Defining neural networks with Keras

其实就是序列化的输入方式

sequence

其实这里想想真的很方便,定义
输入层input
隐藏层hiden layer (可以以一层,可以多层,按照顺序拼接就好)
输出层output
然后按照顺序拼接起来

使用keras是有两种方式的,一种是直接定义好一个sequential,然后一直add层就好了

# Define a Keras sequential model
model = keras.Sequential()

# Define the first dense layer
model.add(keras.layers.Dense(16, activation='relu', input_shape=(784,)))

# Define the second dense layer
model.add(keras.layers.Dense(8, activation='relu'))

# Define the output layer
model.add(keras.layers.Dense(4, activation='softmax'))

# Print the model architecture
print(model.summary())

<script.py> output:
    Model: "sequential"
    _________________________________________________________________
    Layer (type)                 Output Shape              Param #   
    =================================================================
    dense (Dense)                (None, 16)                12560     
    _________________________________________________________________
    dense_1 (Dense)              (None, 8)                 136       
    _________________________________________________________________
    dense_2 (Dense)              (None, 4)                 36        
    =================================================================
    Total params: 12,732
    Trainable params: 12,732
    Non-trainable params: 0
    _________________________________________________________________
    None

定义好一个sequence之后编译complie

compile

# Define the first dense layer
model.add(keras.layers.Dense(16, activation='sigmoid', input_shape=(784,)))

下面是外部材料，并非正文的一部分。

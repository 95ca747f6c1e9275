//! Single test-case execution
//!
//! A case runs through port resolution, instance startup (or reuse), driver
//! connection, the script's interaction sequence and payload capture.
//! Whatever fails, the driver is disconnected and an instance this case
//! started is closed again; the failure ends up in the result.

use std::path::PathBuf;
use std::sync::Arc;
use std::time::Duration;

use async_trait::async_trait;
use chrono::Utc;

use crate::common::config::Config;
use crate::common::Result;
use crate::driver::{AutomationDriver, Page};
use crate::instance::{AppLaunch, InstanceManager, StartOptions};
use crate::scripts::{Script, ScriptContext};

use super::capture::{self, Capture};
use super::case::TestCase;
use super::elements::ElementRegistry;
use super::report::ExecutionResult;

/// Per-run execution settings
#[derive(Debug, Clone)]
pub struct ExecuteOptions {
    /// Close instances started for a case once it finishes
    pub close_app_after_finish: bool,
    /// Where capture artifacts are written
    pub log_dir: PathBuf,
    /// Reply wait override applied to cases that don't set their own
    pub bot_reply_timeout: Option<Duration>,
}

/// Runs one test case to completion
#[async_trait]
pub trait CaseExecutor: Send + Sync {
    /// Never fails; every error is folded into the result
    async fn execute(&self, case: &TestCase, options: &ExecuteOptions) -> ExecutionResult;
}

/// Resources a case has acquired and must give back
#[derive(Default)]
struct CaseRun {
    port: Option<u16>,
    /// The port came from the allocator for this case
    allocated: bool,
    /// This case spawned the instance on the port
    started: bool,
    page: Option<Box<dyn Page>>,
}

/// What cleanup does with the port a case used
#[derive(Debug, PartialEq, Eq)]
enum Teardown {
    Close(u16),
    Release(u16),
    Keep,
}

impl CaseRun {
    /// Close only an instance this case spawned; give back only a
    /// reservation this case took that no registered instance has inherited
    fn teardown(&self, registered: bool, close_app_after_finish: bool) -> Teardown {
        let Some(port) = self.port else {
            return Teardown::Keep;
        };
        if self.started {
            if close_app_after_finish && registered {
                Teardown::Close(port)
            } else {
                Teardown::Keep
            }
        } else if self.allocated && !registered {
            Teardown::Release(port)
        } else {
            Teardown::Keep
        }
    }
}

pub struct TestCaseExecutor {
    config: Arc<Config>,
    elements: Arc<ElementRegistry>,
    manager: Arc<InstanceManager>,
    driver: Arc<dyn AutomationDriver>,
    script: Arc<dyn Script>,
    capture: Option<Arc<dyn Capture>>,
}

impl TestCaseExecutor {
    pub fn new(
        config: Arc<Config>,
        elements: Arc<ElementRegistry>,
        manager: Arc<InstanceManager>,
        driver: Arc<dyn AutomationDriver>,
        script: Arc<dyn Script>,
    ) -> Self {
        Self {
            config,
            elements,
            manager,
            driver,
            script,
            capture: None,
        }
    }

    /// Capture a payload after each successful interaction sequence
    pub fn with_capture(mut self, capture: Arc<dyn Capture>) -> Self {
        self.capture = Some(capture);
        self
    }

    async fn run(
        &self,
        case: &TestCase,
        options: &ExecuteOptions,
        run: &mut CaseRun,
        result: &mut ExecutionResult,
    ) -> Result<()> {
        let port = match case.port {
            Some(port) => {
                tracing::info!("Using port {}", port);
                port
            }
            None => {
                let port = self
                    .manager
                    .ports()
                    .allocate(self.config.cdp.port, self.config.cdp.max_ports)
                    .await?;
                run.allocated = true;
                tracing::info!("Allocated port {}", port);
                port
            }
        };
        run.port = Some(port);
        result.port = Some(port);

        let pruned = self.manager.prune_exited();
        if !pruned.is_empty() {
            tracing::debug!("Pruned exited instances on ports {:?}", pruned);
        }

        if self.manager.has_instance(port) {
            tracing::info!("Reusing instance on port {}", port);
        } else if case.port.is_some() && self.manager.probe().is_reachable(port).await {
            tracing::info!("Port {} already answers, reusing unmanaged instance", port);
        } else {
            let launch = AppLaunch::from_config(&self.config, &case.working_dir)?;
            let start = StartOptions::from_config(&self.config);
            self.manager
                .start_instance(&launch, Some(port), &start)
                .await?;
            run.started = true;
        }

        let page = run.page.insert(self.driver.connect(port).await?);

        let reply_timeout = case
            .bot_reply_timeout
            .or(options.bot_reply_timeout)
            .unwrap_or(Duration::from_millis(self.config.timeouts.long_ms));
        let ctx = ScriptContext {
            config: &self.config,
            elements: &self.elements,
            case,
            reply_timeout,
        };
        self.script.run(page.as_mut(), &ctx).await?;

        if let Some(capture) = &self.capture {
            self.capture_payload(capture.as_ref(), case, options, result)
                .await;
        }
        Ok(())
    }

    /// Capture and persist the payload; failures only leave a warning
    async fn capture_payload(
        &self,
        capture: &dyn Capture,
        case: &TestCase,
        options: &ExecuteOptions,
        result: &mut ExecutionResult,
    ) {
        let content = match capture.capture().await {
            Ok(content) => content,
            Err(e) => {
                tracing::warn!("Capture for '{}' failed: {}", case.name, e);
                result.warning = Some(e.to_string());
                return;
            }
        };

        tracing::info!("Captured {} characters", content.chars().count());
        match capture::persist(&content, &case.name, &options.log_dir) {
            Ok(path) => {
                tracing::debug!("Saved capture to {}", path.display());
                result.artifact = Some(path);
            }
            Err(e) => {
                tracing::warn!("Failed to save capture for '{}': {}", case.name, e);
                result.warning = Some(format!("failed to save capture: {}", e));
            }
        }
        result.captured = Some(content);
    }

    /// Release everything the case acquired
    async fn cleanup(&self, mut run: CaseRun, options: &ExecuteOptions) {
        if let Some(mut page) = run.page.take() {
            if let Err(e) = page.disconnect().await {
                tracing::debug!("Driver disconnect failed: {}", e);
            }
        }

        let registered = run
            .port
            .is_some_and(|port| self.manager.has_instance(port));
        match run.teardown(registered, options.close_app_after_finish) {
            Teardown::Close(port) => {
                self.manager.close_instance(port).await;
            }
            Teardown::Release(port) => self.manager.ports().release(port),
            Teardown::Keep => {}
        }
    }
}

#[async_trait]
impl CaseExecutor for TestCaseExecutor {
    async fn execute(&self, case: &TestCase, options: &ExecuteOptions) -> ExecutionResult {
        let mut result = ExecutionResult::new(case, Utc::now());
        let mut run = CaseRun::default();

        tracing::info!(
            "Running '{}' in {} ({})",
            case.name,
            case.working_dir.display(),
            self.script.name()
        );

        match self.run(case, options, &mut run, &mut result).await {
            Ok(()) => {
                result.success = true;
                tracing::info!("'{}' passed", case.name);
            }
            Err(e) => {
                tracing::error!("'{}' failed: {}", case.name, e);
                result.error = Some(e.to_string());
            }
        }

        self.cleanup(run, options).await;
        result.finish()
    }
}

# Apply dropout to the first layer's output
model.add(keras.layers.Dropout(0.25))

# Define the output layer
model.add(keras.layers.Dense(4, activation='softmax'))

# Compile the model
model.compile('adam', loss='categorical_crossentropy')

# Print a model summary
print(model.summary())

<script.py> output:
    Model: "sequential"
    _________________________________________________________________
    Layer (type)                 Output Shape              Param #   
    =================================================================
    dense (Dense)                (None, 16)                12560     
    _________________________________________________________________
    dropout (Dropout)            (None, 16)                0         
    _________________________________________________________________
    dense_1 (Dense)              (None, 4)                 68        
    =================================================================
    Total params: 12,628
    Trainable params: 12,628
    Non-trainable params: 0
    _________________________________________________________________
    None

Defining a multiple input model

定义一个多输入的网络模型
多输入和多输出

# For model 1, pass the input layer to layer 1 and layer 1 to layer 2
m1_layer1 = keras.layers.Dense(12, activation='sigmoid')(m1_inputs)
m1_layer2 = keras.layers.Dense(4, activation='softmax')(m1_layer1)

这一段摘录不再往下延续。